**Collected data**:
== Segment start ==
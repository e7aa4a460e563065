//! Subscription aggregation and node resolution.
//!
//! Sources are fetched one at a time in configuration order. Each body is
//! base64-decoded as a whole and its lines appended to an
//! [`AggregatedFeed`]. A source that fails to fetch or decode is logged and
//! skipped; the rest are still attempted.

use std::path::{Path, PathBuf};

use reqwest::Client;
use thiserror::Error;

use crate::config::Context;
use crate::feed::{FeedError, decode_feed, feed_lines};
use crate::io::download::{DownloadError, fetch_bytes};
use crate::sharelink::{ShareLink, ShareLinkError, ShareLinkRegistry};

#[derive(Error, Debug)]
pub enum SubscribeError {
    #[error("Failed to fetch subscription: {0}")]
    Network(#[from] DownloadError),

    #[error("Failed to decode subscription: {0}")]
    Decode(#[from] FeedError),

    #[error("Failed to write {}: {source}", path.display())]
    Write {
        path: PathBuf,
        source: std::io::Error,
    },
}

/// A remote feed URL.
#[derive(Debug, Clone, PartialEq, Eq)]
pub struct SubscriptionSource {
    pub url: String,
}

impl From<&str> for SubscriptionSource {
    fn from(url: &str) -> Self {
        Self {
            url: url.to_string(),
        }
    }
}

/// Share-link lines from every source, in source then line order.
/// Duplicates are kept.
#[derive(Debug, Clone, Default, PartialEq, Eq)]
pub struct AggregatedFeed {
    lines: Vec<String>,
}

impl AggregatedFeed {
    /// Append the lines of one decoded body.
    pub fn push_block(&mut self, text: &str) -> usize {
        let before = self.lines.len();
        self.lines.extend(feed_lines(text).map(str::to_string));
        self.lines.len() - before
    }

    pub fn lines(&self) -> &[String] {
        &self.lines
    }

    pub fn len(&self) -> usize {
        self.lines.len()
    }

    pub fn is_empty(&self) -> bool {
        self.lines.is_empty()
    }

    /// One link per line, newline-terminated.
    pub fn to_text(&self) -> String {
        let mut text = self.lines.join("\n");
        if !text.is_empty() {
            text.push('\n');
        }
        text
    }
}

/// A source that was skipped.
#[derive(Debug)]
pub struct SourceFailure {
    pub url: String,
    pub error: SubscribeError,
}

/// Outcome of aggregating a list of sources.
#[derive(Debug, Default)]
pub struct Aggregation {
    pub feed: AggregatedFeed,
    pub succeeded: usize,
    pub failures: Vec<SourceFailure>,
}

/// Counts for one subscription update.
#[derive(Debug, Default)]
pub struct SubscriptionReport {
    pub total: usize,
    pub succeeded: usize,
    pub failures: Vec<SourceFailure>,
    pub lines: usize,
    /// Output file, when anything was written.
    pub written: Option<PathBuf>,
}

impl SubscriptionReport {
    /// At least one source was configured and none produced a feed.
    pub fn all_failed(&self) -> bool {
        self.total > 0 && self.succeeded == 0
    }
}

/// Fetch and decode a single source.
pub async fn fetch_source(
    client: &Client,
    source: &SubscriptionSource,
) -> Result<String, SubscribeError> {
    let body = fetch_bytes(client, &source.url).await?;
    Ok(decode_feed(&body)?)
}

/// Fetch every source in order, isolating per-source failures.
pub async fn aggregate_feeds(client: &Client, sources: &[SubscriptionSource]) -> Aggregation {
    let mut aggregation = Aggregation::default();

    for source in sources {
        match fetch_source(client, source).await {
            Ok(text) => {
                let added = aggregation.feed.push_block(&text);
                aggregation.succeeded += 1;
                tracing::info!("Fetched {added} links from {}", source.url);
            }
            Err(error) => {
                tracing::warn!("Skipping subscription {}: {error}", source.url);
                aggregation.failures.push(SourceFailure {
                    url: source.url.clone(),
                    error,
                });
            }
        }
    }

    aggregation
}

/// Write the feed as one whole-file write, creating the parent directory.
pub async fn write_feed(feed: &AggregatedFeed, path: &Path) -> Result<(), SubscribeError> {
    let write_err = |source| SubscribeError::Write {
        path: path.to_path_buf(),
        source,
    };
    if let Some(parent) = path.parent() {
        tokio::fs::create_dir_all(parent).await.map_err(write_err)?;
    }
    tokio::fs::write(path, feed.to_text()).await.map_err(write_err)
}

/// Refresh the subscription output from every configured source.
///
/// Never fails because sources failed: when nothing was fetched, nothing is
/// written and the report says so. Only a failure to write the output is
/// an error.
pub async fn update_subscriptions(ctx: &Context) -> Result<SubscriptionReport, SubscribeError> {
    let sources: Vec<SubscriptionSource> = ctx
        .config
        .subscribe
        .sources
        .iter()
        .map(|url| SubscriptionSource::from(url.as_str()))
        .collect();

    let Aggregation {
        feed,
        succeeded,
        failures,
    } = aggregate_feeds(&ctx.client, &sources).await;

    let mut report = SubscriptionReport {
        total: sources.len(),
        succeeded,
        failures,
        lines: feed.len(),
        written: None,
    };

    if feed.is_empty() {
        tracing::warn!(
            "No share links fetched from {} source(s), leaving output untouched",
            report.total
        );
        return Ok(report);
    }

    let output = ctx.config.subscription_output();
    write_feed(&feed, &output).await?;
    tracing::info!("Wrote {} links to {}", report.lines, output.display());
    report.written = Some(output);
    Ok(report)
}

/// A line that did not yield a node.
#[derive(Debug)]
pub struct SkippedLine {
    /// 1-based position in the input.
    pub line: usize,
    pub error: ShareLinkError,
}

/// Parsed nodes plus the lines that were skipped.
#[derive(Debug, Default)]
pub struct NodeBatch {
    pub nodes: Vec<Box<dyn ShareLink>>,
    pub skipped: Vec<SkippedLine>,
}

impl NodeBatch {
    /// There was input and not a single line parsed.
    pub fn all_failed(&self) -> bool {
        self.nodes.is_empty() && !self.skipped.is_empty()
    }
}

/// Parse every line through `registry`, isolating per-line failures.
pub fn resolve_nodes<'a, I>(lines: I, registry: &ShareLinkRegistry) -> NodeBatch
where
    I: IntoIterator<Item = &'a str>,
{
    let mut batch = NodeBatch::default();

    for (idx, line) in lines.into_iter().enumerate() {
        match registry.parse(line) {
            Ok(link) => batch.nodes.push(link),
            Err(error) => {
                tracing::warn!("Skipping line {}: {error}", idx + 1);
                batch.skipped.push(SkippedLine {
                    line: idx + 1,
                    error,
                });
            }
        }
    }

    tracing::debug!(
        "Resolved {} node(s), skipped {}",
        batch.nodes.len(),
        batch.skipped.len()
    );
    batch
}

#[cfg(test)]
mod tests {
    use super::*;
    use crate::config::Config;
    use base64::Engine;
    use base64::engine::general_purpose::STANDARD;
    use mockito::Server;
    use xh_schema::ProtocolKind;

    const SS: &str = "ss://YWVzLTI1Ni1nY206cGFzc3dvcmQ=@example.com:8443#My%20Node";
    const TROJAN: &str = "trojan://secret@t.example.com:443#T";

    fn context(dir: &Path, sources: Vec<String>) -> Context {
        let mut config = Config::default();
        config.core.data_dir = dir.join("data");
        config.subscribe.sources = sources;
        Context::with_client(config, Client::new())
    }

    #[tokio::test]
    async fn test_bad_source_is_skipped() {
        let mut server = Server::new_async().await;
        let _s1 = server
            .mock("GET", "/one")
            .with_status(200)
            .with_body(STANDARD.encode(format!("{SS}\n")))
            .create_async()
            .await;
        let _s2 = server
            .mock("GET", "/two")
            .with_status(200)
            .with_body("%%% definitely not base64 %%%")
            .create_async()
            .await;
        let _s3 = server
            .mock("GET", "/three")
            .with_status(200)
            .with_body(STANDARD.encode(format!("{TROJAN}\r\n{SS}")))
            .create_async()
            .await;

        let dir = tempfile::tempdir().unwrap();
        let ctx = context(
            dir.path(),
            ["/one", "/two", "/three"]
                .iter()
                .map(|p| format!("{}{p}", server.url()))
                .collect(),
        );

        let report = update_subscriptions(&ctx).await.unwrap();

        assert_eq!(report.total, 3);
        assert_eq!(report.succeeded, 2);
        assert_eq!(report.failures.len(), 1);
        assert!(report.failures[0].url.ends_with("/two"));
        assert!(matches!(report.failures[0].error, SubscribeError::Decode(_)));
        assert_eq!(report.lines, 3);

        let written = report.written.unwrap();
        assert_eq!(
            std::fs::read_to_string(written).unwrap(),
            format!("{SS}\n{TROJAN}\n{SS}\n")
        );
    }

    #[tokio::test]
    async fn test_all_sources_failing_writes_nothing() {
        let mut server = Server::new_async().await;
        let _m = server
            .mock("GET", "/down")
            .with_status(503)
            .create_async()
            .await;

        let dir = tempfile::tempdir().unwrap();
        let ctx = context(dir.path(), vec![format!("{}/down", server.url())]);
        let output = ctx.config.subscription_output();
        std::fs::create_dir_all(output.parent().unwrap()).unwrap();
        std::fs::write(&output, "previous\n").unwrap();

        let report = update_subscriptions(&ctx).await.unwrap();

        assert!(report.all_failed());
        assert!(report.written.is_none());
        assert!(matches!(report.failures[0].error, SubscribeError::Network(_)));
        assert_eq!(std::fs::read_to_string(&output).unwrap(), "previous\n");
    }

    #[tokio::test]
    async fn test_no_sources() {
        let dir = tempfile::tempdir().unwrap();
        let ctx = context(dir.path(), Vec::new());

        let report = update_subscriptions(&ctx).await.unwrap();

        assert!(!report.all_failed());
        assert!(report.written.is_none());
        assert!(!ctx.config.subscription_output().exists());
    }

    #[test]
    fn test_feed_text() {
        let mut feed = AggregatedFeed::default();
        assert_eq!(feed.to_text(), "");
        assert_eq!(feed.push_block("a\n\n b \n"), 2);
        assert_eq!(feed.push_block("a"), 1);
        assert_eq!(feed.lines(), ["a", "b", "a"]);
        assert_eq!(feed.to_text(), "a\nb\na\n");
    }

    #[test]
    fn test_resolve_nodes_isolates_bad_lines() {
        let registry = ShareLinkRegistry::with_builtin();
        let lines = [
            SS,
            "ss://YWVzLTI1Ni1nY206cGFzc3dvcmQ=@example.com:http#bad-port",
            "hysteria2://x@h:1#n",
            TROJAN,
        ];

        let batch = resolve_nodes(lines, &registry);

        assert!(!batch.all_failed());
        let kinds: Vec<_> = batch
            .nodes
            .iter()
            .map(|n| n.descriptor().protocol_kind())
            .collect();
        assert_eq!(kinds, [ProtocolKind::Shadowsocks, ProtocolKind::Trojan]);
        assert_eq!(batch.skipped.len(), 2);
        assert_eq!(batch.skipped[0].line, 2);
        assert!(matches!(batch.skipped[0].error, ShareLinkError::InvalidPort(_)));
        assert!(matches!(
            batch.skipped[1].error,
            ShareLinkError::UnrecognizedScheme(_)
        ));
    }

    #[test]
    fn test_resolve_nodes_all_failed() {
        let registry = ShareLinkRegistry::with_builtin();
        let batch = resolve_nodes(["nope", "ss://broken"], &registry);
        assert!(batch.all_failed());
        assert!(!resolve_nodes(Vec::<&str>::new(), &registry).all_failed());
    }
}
== Segment end ==
Please output the exact lines of the records above, beginning with the first and stopping after the line that holds "then line order.", and nothing else.

repository e7aa4a460e563065
//! Subscription aggregation and node resolution.
//!
//! Sources are fetched one at a time in configuration order. Each body is
//! base64-decoded as a whole and its lines appended to an
//! [`AggregatedFeed`]. A source that fails to fetch or decode is logged and
//! skipped; the rest are still attempted.

use std::path::{Path, PathBuf};

use reqwest::Client;
use thiserror::Error;

use crate::config::Context;
use crate::feed::{FeedError, decode_feed, feed_lines};
use crate::io::download::{DownloadError, fetch_bytes};
use crate::sharelink::{ShareLink, ShareLinkError, ShareLinkRegistry};

#[derive(Error, Debug)]
pub enum SubscribeError {
    #[error("Failed to fetch subscription: {0}")]
    Network(#[from] DownloadError),

    #[error("Failed to decode subscription: {0}")]
    Decode(#[from] FeedError),

    #[error("Failed to write {}: {source}", path.display())]
    Write {
        path: PathBuf,
        source: std::io::Error,
    },
}

/// A remote feed URL.
#[derive(Debug, Clone, PartialEq, Eq)]
pub struct SubscriptionSource {
    pub url: String,
}

impl From<&str> for SubscriptionSource {
    fn from(url: &str) -> Self {
        Self {
            url: url.to_string(),
        }
    }
}

/// Share-link lines from every source, in source then line order.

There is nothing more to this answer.